3) キハダと同様、年々減少している樹種を混交林の対象樹種に
混交林植樹では、上記の「何も植えないパッチワーク」を基本とします。しかしあえて植樹するパッチワークも一部は設けたいと思います。そちらには、キハダと同様、年々減少しているものの、地域産業に欠かせない樹種を植樹したいと思います。
今年の植樹の開会式で、ご来賓として出席いただいた奥原秀一 木祖村村長が、木祖村には木を使った産業が2つあり、ひとつがお六櫛、もう一つが百草・百草丸、というお話をしてくださいました。お六櫛は、長野県の伝統的工芸品でミネバリの木が使われますが、それも年々減少しており、お六櫛組合の方々が植樹に取り組んでいるそうです。そのお話を伺いながら、あれ?昨年から混交林の植樹に取り組んできたのに、なぜミネバリのことが思い浮かばなかったのだろうと思いました。そして弊社では、来年からキハダと一緒にミネバリも植樹したいと思います。鳥居峠には古くからミネバリが生育していたそうです。生育環境や成長のスピードはキハダと異なると思いますので、これから一年をかけてミネバリについても勉強したいと思いますが、天然の原料の確保に困っている産業同士、できることは協力していきたいと思います。また木曽は漆工芸でも知られています。漆についてはかぶれるそうなので、中々一般参加者の皆様と植樹するのは難しいかもしれませんが、混交林の候補に含め検討していきたいと思います。植樹するのであれば、木曽の地域に古くから生育する樹種をえらび、天然林に近い森を目指していきたいと思います。
4. 最後に
植樹は森の始まりです。一度植えた苗木は、植え方により生死が左右され、また生きている間、その場を動くことができません。そして木々の周り、土の中の生き物の生態系にも大きな影響を及ぼします。そこに手を加える人間の私達には大きな責任があり、本当に畏れ多いことと毎年、毎年思いながら植樹を行っています。一方で、豊かな森林は未来の世代への贈りものと思います。現代の私たちと同様に、多くの生き物が住まい、美しい水を育む森、郷土の里山を未来へつなぎ、次の世代の人たちの暮らしも豊かで素晴らしいものとなりますように願っています。

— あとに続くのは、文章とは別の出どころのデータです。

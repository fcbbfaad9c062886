//! Use cases - orchestration over stores and ports.

pub mod combat;
pub mod notification;

use std::sync::Arc;

pub use combat::{AppliedWound, CombatError, CombatEventHandler, WoundOutcome};
pub use notification::{NotificationChannel, PendingNotification};

/// Container for all use cases.
pub struct UseCases {
    pub combat: Arc<CombatEventHandler>,
}

impl UseCases {
    pub fn new(combat: Arc<CombatEventHandler>) -> Self {
        Self { combat }
    }
}
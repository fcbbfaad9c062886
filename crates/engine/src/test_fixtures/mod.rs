//! Test fixtures and common test helpers.
//!
//! # Usage
//!
//! ```rust,ignore
//! use crate::test_fixtures::{participant, TestEngine};
//!
//! #[tokio::test]
//! async fn victim_is_notified() {
//!     let engine = TestEngine::new();
//!     engine.combat().handle_wound(&wound).await;
//!     assert_eq!(engine.visible_payloads_to("v").len(), 1);
//! }
//! ```

pub mod transport_mocks;

use std::sync::Arc;

use revenge_domain::{Participant, PlayerId, WoundEvent};

use crate::app::{App, Ports};
use crate::infrastructure::config::EngineConfig;
use crate::infrastructure::permissions::AllowListPermissions;
use crate::infrastructure::playtime::UnknownPlaytime;
use crate::infrastructure::ports::{PermissionPort, PlaytimePort};
use crate::infrastructure::profiles::InMemoryProfileRepo;
use crate::use_cases::combat::CombatEventHandler;

use transport_mocks::{visible, Timeline};

pub fn participant(id: &str, name: &str) -> Participant {
    Participant::new(id, name)
}

pub fn wound(attacker: (&str, &str), victim: (&str, &str)) -> WoundEvent {
    WoundEvent::new(
        participant(attacker.0, attacker.1),
        participant(victim.0, victim.1),
    )
}

/// A fully wired [`App`] over a recording transport and in-memory ports.
pub struct TestEngine {
    pub app: App,
    pub timeline: Arc<Timeline>,
    pub profiles: Arc<InMemoryProfileRepo>,
    pub config: EngineConfig,
}

impl TestEngine {
    pub fn new() -> Self {
        Self::builder().build()
    }

    pub fn builder() -> TestEngineBuilder {
        TestEngineBuilder {
            config: EngineConfig::default(),
            playtime: Arc::new(UnknownPlaytime),
            permissions: None,
        }
    }

    pub fn combat(&self) -> &CombatEventHandler {
        &self.app.use_cases.combat
    }

    /// Payloads sent to `player` with delivery padding stripped.
    pub fn visible_payloads_to(&self, player: &str) -> Vec<String> {
        self.timeline
            .payloads_to(&PlayerId::new(player))
            .iter()
            .map(|p| visible(p, self.config.padding_char).to_string())
            .collect()
    }
}

pub struct TestEngineBuilder {
    config: EngineConfig,
    playtime: Arc<dyn PlaytimePort>,
    permissions: Option<Arc<dyn PermissionPort>>,
}

impl TestEngineBuilder {
    pub fn config(mut self, config: EngineConfig) -> Self {
        self.config = config;
        self
    }

    pub fn playtime(mut self, playtime: Arc<dyn PlaytimePort>) -> Self {
        self.playtime = playtime;
        self
    }

    pub fn permissions(mut self, permissions: Arc<dyn PermissionPort>) -> Self {
        self.permissions = Some(permissions);
        self
    }

    pub fn build(self) -> TestEngine {
        let timeline = Timeline::new();
        let profiles = Arc::new(InMemoryProfileRepo::new());
        let permissions: Arc<dyn PermissionPort> = match self.permissions {
            Some(permissions) => permissions,
            None => Arc::new(AllowListPermissions::new(
                self.config.privileged_players.clone(),
            )),
        };

        let app = App::new(
            &self.config,
            Ports {
                transport: timeline.transport(),
                delay: timeline.delay(),
                profiles: profiles.clone(),
                playtime: self.playtime,
                permissions,
            },
        );

        TestEngine {
            app,
            timeline,
            profiles,
            config: self.config,
        }
    }
}
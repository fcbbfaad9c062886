//! Last-attacker attribution per victim, with the one-shot reply gate.

use dashmap::DashMap;
use revenge_domain::{AttributionRecord, PlayerId, ReplyGate};

/// At most one [`AttributionRecord`] per victim.
///
/// Every operation on a victim runs under that victim's shard lock, so
/// [`AttributionTracker::try_consume_reply`] is a single atomic step.
#[derive(Debug, Default)]
pub struct AttributionTracker {
    records: DashMap<PlayerId, AttributionRecord>,
}

impl AttributionTracker {
    pub fn new() -> Self {
        Self::default()
    }

    /// Replace the victim's record. Any unused reply against the previous
    /// attacker is forfeited.
    pub fn set_attacker(
        &self,
        victim: &PlayerId,
        attacker_id: PlayerId,
        attacker_name: impl Into<String>,
    ) {
        self.records.insert(
            victim.clone(),
            AttributionRecord::new(attacker_id, attacker_name),
        );
    }

    pub fn get_attacker(&self, victim: &PlayerId) -> Option<AttributionRecord> {
        self.records.get(victim).map(|record| record.value().clone())
    }

    /// Flag the victim's reply as used. Returns false when there is no record.
    pub fn mark_reply_consumed(&self, victim: &PlayerId) -> bool {
        match self.records.get_mut(victim) {
            Some(mut record) => {
                record.reply_consumed = true;
                true
            }
            None => false,
        }
    }

    /// Check-and-set on the reply flag.
    pub fn try_consume_reply(&self, victim: &PlayerId) -> ReplyGate {
        let Some(mut record) = self.records.get_mut(victim) else {
            return ReplyGate::NoAttacker;
        };
        if record.reply_consumed {
            return ReplyGate::AlreadyReplied;
        }
        record.reply_consumed = true;
        ReplyGate::Granted(record.value().clone())
    }

    pub fn clear(&self) {
        self.records.clear();
    }
}
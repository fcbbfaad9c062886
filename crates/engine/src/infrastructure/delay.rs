//! Delay implementation.

use std::time::Duration;

use async_trait::async_trait;

use crate::infrastructure::ports::DelayPort;

/// Real suspension backed by the tokio timer.
pub struct TokioDelay;

impl TokioDelay {
    pub fn new() -> Self {
        Self
    }
}

impl Default for TokioDelay {
    fn default() -> Self {
        Self::new()
    }
}

#[async_trait]
impl DelayPort for TokioDelay {
    async fn sleep(&self, duration: Duration) {
        tokio::time::sleep(duration).await;
    }
}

素晴らしい天候に恵まれ、今年も無事に植樹作業をさせていただきましたこと、感謝の気持ちで一杯です。参加いただきました皆様、ご支援・ご協力いただきました皆様へ心から感謝しております。また来年に向けて、自然から大きな気づきをいただき、新たな取り組みを実施していきたいと思います。今後とも引き続きお見守りくださいますようどうぞ宜しくお願いいたします。